» **EXERCISE REQUIREMENTS**
Review the material line by line. Identify and copy every line that contains the string "AppError".

'''

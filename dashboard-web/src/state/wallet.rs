//! Wallet state management
//!
//! [`WalletContext`] is the single connection-state holder of the app. It is
//! provided at the root, persists `{ address, connected }` to local storage,
//! and listens to the provider's `accountsChanged` / `chainChanged` events
//! for as long as the providing component is mounted.

use leptos::prelude::*;
use leptos::task::spawn_local;
use shared::error::AppError;
use shared::network::{parse_chain_id, NetworkConfig};
use shared::session::{self, AccountsChange, ConnectionState, RestorePlan, Transition, WalletState};
use shared::utils::format_wei;

use crate::services::storage::BrowserStore;
use crate::services::wallet;
use crate::utils::constants::BALANCE_PRECISION;

/// Global wallet context
#[derive(Clone, Copy)]
pub struct WalletContext {
    pub wallet: RwSignal<WalletState>,
    /// Cached native balance, already formatted in ETH
    pub balance: RwSignal<Option<String>>,
    pub chain_id: RwSignal<Option<u64>>,
    /// Message for the error banner
    pub error: RwSignal<Option<String>>,
    network: StoredValue<NetworkConfig>,
}

impl WalletContext {
    pub fn new(network: NetworkConfig) -> Self {
        Self {
            wallet: RwSignal::new(WalletState::Disconnected),
            balance: RwSignal::new(None),
            chain_id: RwSignal::new(None),
            error: RwSignal::new(None),
            network: StoredValue::new(network),
        }
    }

    pub fn is_connected(&self) -> bool {
        self.wallet.with(|state| state.is_connected())
    }

    pub fn is_connecting(&self) -> bool {
        self.wallet.with(|state| state.is_connecting())
    }

    pub fn address(&self) -> Option<String> {
        self.wallet.with(|state| state.address().map(|s| s.to_string()))
    }

    pub fn network(&self) -> NetworkConfig {
        self.network.get_value()
    }

    /// Connected, on a known chain, and that chain is not the target network.
    pub fn is_wrong_network(&self) -> bool {
        let chain_id = self.chain_id.get();
        self.is_connected()
            && chain_id.is_some()
            && self.network.with_value(|network| !network.matches(chain_id))
    }

    pub fn set_error(&self, error: &AppError) {
        self.error.set(Some(error.to_string()));
    }

    pub fn dismiss_error(&self) {
        self.error.set(None);
    }

    fn current_address(&self) -> Option<String> {
        self.wallet
            .with_untracked(|state| state.address().map(|s| s.to_string()))
    }

    /// Commit a session transition. The signal is only written when the
    /// state actually changed, so subscribers do not re-run on re-announced
    /// accounts.
    fn commit(&self, transition: &Transition) {
        if let Some(e) = &transition.storage_error {
            log::warn!("could not persist wallet session: {}", e);
        }
        let unchanged = self.wallet.with_untracked(|current| *current == transition.state);
        if !unchanged {
            self.wallet.set(transition.state.clone());
        }
        if !transition.state.is_connected() {
            self.balance.set(None);
        }
    }

    fn reset(&self) {
        self.wallet.set(WalletState::Disconnected);
        self.balance.set(None);
        if let Err(e) = ConnectionState::clear(&BrowserStore) {
            log::warn!("could not clear wallet session: {}", e);
        }
    }

    /// Ask the wallet for account access and make the first account active.
    pub async fn connect(self) {
        if !wallet::is_provider_installed() {
            self.set_error(&AppError::NoProvider);
            return;
        }

        self.dismiss_error();
        self.wallet.set(WalletState::Connecting);

        match wallet::request_accounts().await {
            Ok(accounts) => {
                let transition =
                    session::resolve_accounts(&WalletState::Connecting, &accounts, &BrowserStore);
                self.commit(&transition);

                match transition.state.address() {
                    Some(address) => {
                        log::info!("wallet connected: {}", address);
                        self.refresh_chain().await;
                        self.refresh_balance().await;
                    }
                    None => {
                        log::warn!("wallet returned no accounts");
                        self.set_error(&AppError::NoAccounts);
                    }
                }
            }
            Err(e) => {
                log::error!("wallet connection failed: {}", e);
                self.wallet.set(WalletState::Disconnected);
                self.set_error(&e);
            }
        }
    }

    pub fn disconnect(&self) {
        log::info!("wallet disconnected");
        self.reset();
    }

    /// Re-read the native balance of the active address.
    pub async fn refresh_balance(self) {
        let Some(address) = self.current_address() else {
            return;
        };

        match wallet::get_balance(&address).await {
            Ok(wei) => self.balance.set(Some(format_wei(wei, BALANCE_PRECISION))),
            Err(e) => {
                log::error!("balance query failed: {}", e);
                self.set_error(&e);
            }
        }
    }

    async fn refresh_chain(self) {
        match wallet::get_chain_id().await {
            Ok(chain_id) => self.chain_id.set(Some(chain_id)),
            Err(e) => log::warn!("chain id query failed: {}", e),
        }
    }

    /// Restore the persisted session and confirm it with the provider.
    pub async fn restore(self) {
        let plan = match session::plan_restore(&BrowserStore, wallet::is_provider_installed()) {
            Ok(plan) => plan,
            Err(e) => {
                log::warn!("could not read wallet session: {}", e);
                return;
            }
        };

        let stored = match plan {
            RestorePlan::Nothing => return,
            RestorePlan::Cleared => {
                log::info!("stored session but no wallet provider; cleared");
                return;
            }
            RestorePlan::Confirm(stored) => stored,
        };

        match wallet::list_accounts().await {
            Ok(accounts) => {
                let transition = session::resolve_accounts(&stored, &accounts, &BrowserStore);
                self.commit(&transition);

                if transition.state.is_connected() {
                    self.refresh_chain().await;
                    self.refresh_balance().await;
                } else {
                    log::info!("wallet no longer authorises this site");
                }
            }
            Err(e) => log::warn!("could not confirm stored session: {}", e),
        }
    }

    /// Provider `accountsChanged` handler.
    pub fn handle_accounts_changed(&self, accounts: Vec<String>) {
        let current = self.wallet.get_untracked();
        let transition = session::accounts_changed(&current, &accounts, &BrowserStore);
        if !transition.is_change() {
            return;
        }
        self.commit(&transition);

        match &transition.change {
            AccountsChange::Disconnected => {
                log::info!("wallet disconnected from the provider side");
            }
            AccountsChange::Switched(address) => {
                log::info!("active account changed to {}", address);
                self.balance.set(None);
                spawn_local(self.refresh_balance());
            }
            AccountsChange::Unchanged => {}
        }
    }

    /// Provider `chainChanged` handler.
    pub fn handle_chain_changed(&self, raw_chain_id: &str) {
        match parse_chain_id(raw_chain_id) {
            Ok(chain_id) => {
                log::info!("chain changed to {}", chain_id);
                self.chain_id.set(Some(chain_id));
                if self.wallet.with_untracked(|s| s.is_connected()) {
                    spawn_local(self.refresh_balance());
                }
            }
            Err(e) => log::warn!("ignoring chainChanged: {}", e),
        }
    }

    /// Ask the wallet to switch to the dashboard's network.
    pub async fn switch_network(self) {
        let network = self.network.get_value();
        match wallet::switch_chain(&network).await {
            Ok(()) => self.refresh_chain().await,
            Err(e) => {
                log::error!("network switch failed: {}", e);
                self.set_error(&e);
            }
        }
    }

    fn subscribe(self) {
        let accounts = wallet::on_accounts_changed(move |list| self.handle_accounts_changed(list));
        let chain = wallet::on_chain_changed(move |raw| self.handle_chain_changed(&raw));
        if !(accounts && chain) {
            log::debug!("wallet provider events unavailable");
        }
    }
}

/// Create the context, subscribe to provider events and restore the
/// persisted session. Listeners are detached when the owner is cleaned up.
pub fn provide_wallet_context(network: NetworkConfig) -> WalletContext {
    let context = WalletContext::new(network);
    provide_context(context);

    context.subscribe();
    on_cleanup(wallet::unsubscribe_all);
    spawn_local(context.restore());

    context
}

pub fn use_wallet_context() -> WalletContext {
    expect_context::<WalletContext>()
}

'''

» **EXERCISE ANSWER**
use shared::error::AppError;
    pub fn set_error(&self, error: &AppError) {
            self.set_error(&AppError::NoProvider);
                        self.set_error(&AppError::NoAccounts);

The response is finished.